There is something special about Airswimming which is quite hard to
describe. The running time of 110 minutes without interval is ambitious. The
lighting is dim and suggests the shift of characters with a discreet variation of
cold and warm shades. The set never changes. Two of the side walls are covered by
a powder blue curtain and against the other two are aligned the audience seats.
In the middle of the room is a white bathtub, two green chairs and three metal
buckets. Very little actually happens on stage, the acting isn’t physically
challenging and the two women spend most of the time sat or standing still. Nonetheless,
I couldn’t take my eyes off them and the end of the performance arrived sooner
than I thought.
It’s the year 1926 when
Persephone (Lily Newbury-Freeman) is identified as a ‘moral imbecile’ and admitted
into a mental institution. Dora (Emma Playfair) has already been there two
years. They only spend an hour a day in the same room, whilst they are both in
polishing duty, and through their conversation we learn about their guilt. Dora
is there because her preference for male clothes and uniforms made her be seen
as a witch. Persephone has been taken to the asylum by her own father, following
an extramarital pregnancy. Both women will be finally released in the ’70, abandoned
to a state of mental fragility and utterly unprepared to face a modern world
that had changed so much in fifty years.
Charlotte Jones first play
reflects the bitter reality of many women victims of the ‘1913 Mental
Deficiency Act’, which offhandedly branded as a ‘moral imbecile’ whoever displayed
a ‘mental weakness coupled with strong, vicious or criminal propensities, and
on whom punishment has little or no deterrent effect’. In other terms, within
the category was included whoever’s behaviour fell short of societal expectations
and manifested inappropriate behaviours like relationships outside of wedlock or
homosexual tendencies, to name just a few.

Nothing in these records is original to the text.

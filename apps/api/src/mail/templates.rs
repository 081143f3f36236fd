//! Verification and password-reset emails, each as HTML and plain text.

use super::EmailMessage;

const BUTTON_STYLE: &str = "background-color: #22c55e; color: white; padding: 12px 24px; \
    border-radius: 4px; text-decoration: none; font-weight: bold; display: inline-block;";

pub fn verification_email(to: &str, name: &str, verification_url: &str) -> EmailMessage {
    render(
        to,
        "Verify your email address",
        &Body {
            heading: "Welcome to Career Compass!",
            name,
            intro: "Thank you for registering. Please click the button below to verify your email address:",
            text_intro: "Thank you for registering. Please visit the following link to verify your email address:",
            button: "Verify my email",
            url: verification_url,
            expiry: "24 hours",
            footer: "If you didn't create this account, you can safely ignore this email.",
        },
    )
}

pub fn password_reset_email(to: &str, name: &str, reset_url: &str) -> EmailMessage {
    render(
        to,
        "Reset your password",
        &Body {
            heading: "Reset Your Password",
            name,
            intro: "We received a request to reset your password. Click the button below to create a new password:",
            text_intro: "We received a request to reset your password. Please visit the following link to create a new password:",
            button: "Reset Password",
            url: reset_url,
            expiry: "1 hour",
            footer: "If you didn't request a password reset, you can safely ignore this email.",
        },
    )
}

struct Body<'a> {
    heading: &'a str,
    name: &'a str,
    intro: &'a str,
    text_intro: &'a str,
    button: &'a str,
    url: &'a str,
    expiry: &'a str,
    footer: &'a str,
}

fn render(to: &str, subject: &str, body: &Body<'_>) -> EmailMessage {
    let name = escape_html(body.name);
    let url = escape_html(body.url);

    let html = format!(
        r#"<div style="font-family: Arial, sans-serif; max-width: 600px; margin: 0 auto; padding: 20px; background-color: #f9f9f9; border-radius: 8px;">
  <h1 style="color: #333; text-align: center;">{heading}</h1>
  <p style="font-size: 16px; line-height: 1.5; color: #555;">Hello {name},</p>
  <p style="font-size: 16px; line-height: 1.5; color: #555;">{intro}</p>
  <div style="text-align: center; margin: 30px 0;">
    <a href="{url}" style="{BUTTON_STYLE}">{button}</a>
  </div>
  <p style="font-size: 16px; line-height: 1.5; color: #555;">This link will expire in {expiry}.</p>
  <p style="font-size: 14px; color: #777; margin-top: 40px; border-top: 1px solid #eee; padding-top: 20px;">{footer}</p>
</div>"#,
        heading = body.heading,
        intro = body.intro,
        button = body.button,
        expiry = body.expiry,
        footer = body.footer,
    );

    let text = format!(
        "{heading}\n\nHello {name},\n\n{intro}\n\n{url}\n\nThis link will expire in {expiry}.\n\n{footer}\n",
        heading = body.heading,
        name = body.name,
        intro = body.text_intro,
        url = body.url,
        expiry = body.expiry,
        footer = body.footer,
    );

    EmailMessage {
        to: to.to_string(),
        subject: subject.to_string(),
        text,
        html,
    }
}

fn escape_html(raw: &str) -> String {
    let mut out = String::with_capacity(raw.len());
    for c in raw.chars() {
        match c {
            '&' => out.push_str("&amp;"),
            '<' => out.push_str("&lt;"),
            '>' => out.push_str("&gt;"),
            '"' => out.push_str("&quot;"),
            '\'' => out.push_str("&#39;"),
            c => out.push(c),
        }
    }
    out
}

#[cfg(test)]
mod tests {
    use super::*;

    #[test]
    fn test_verification_email_mentions_link_and_expiry() {
        let email = verification_email(
            "ada@example.com",
            "Ada",
            "http://localhost:3000/api/auth/verify?token=abc&email=ada%40example.com",
        );
        assert_eq!(email.to, "ada@example.com");
        assert_eq!(email.subject, "Verify your email address");
        assert!(email.text.contains("token=abc&email=ada%40example.com"));
        assert!(email.html.contains("token=abc&amp;email=ada%40example.com"));
        assert!(email.text.contains("24 hours"));
    }

    #[test]
    fn test_reset_email_expires_in_one_hour() {
        let email = password_reset_email("ada@example.com", "Ada", "http://x/reset-password?token=t");
        assert_eq!(email.subject, "Reset your password");
        assert!(email.html.contains("1 hour"));
        assert!(email.text.contains("1 hour"));
    }

    #[test]
    fn test_names_are_escaped_in_html() {
        let email = verification_email("x@example.com", "<script>alert(1)</script>", "http://x");
        assert!(!email.html.contains("<script>"));
        assert!(email.html.contains("&lt;script&gt;"));
    }
}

In her 1997 work, Jones finally
gives these women a voice. Their most private feelings are acknowledged and
presented to the public with striking simplicity. ‘Airswimming’ – as in wondering
off with one’s imagination – is the only trick that helps to maintain sanity
and come to terms with loss of freedom, degrading
conditions and marginalisation.
The play is slow paced but well
balanced. The lines refer to facts, dates, dreams and memories that drip
relentlessly like drops of water in a Chinese torture. In addition, the
claustrophobic tunnel of The Vaults theatre gives a sense of oppression that well
suits the underlying sensation of unfair judgement.
What ultimately makes Airswimming so unique must be its
intrinsic energy, drenched with all the lost hopes and lives of thousands of real
women who have been victim of mere prejudice.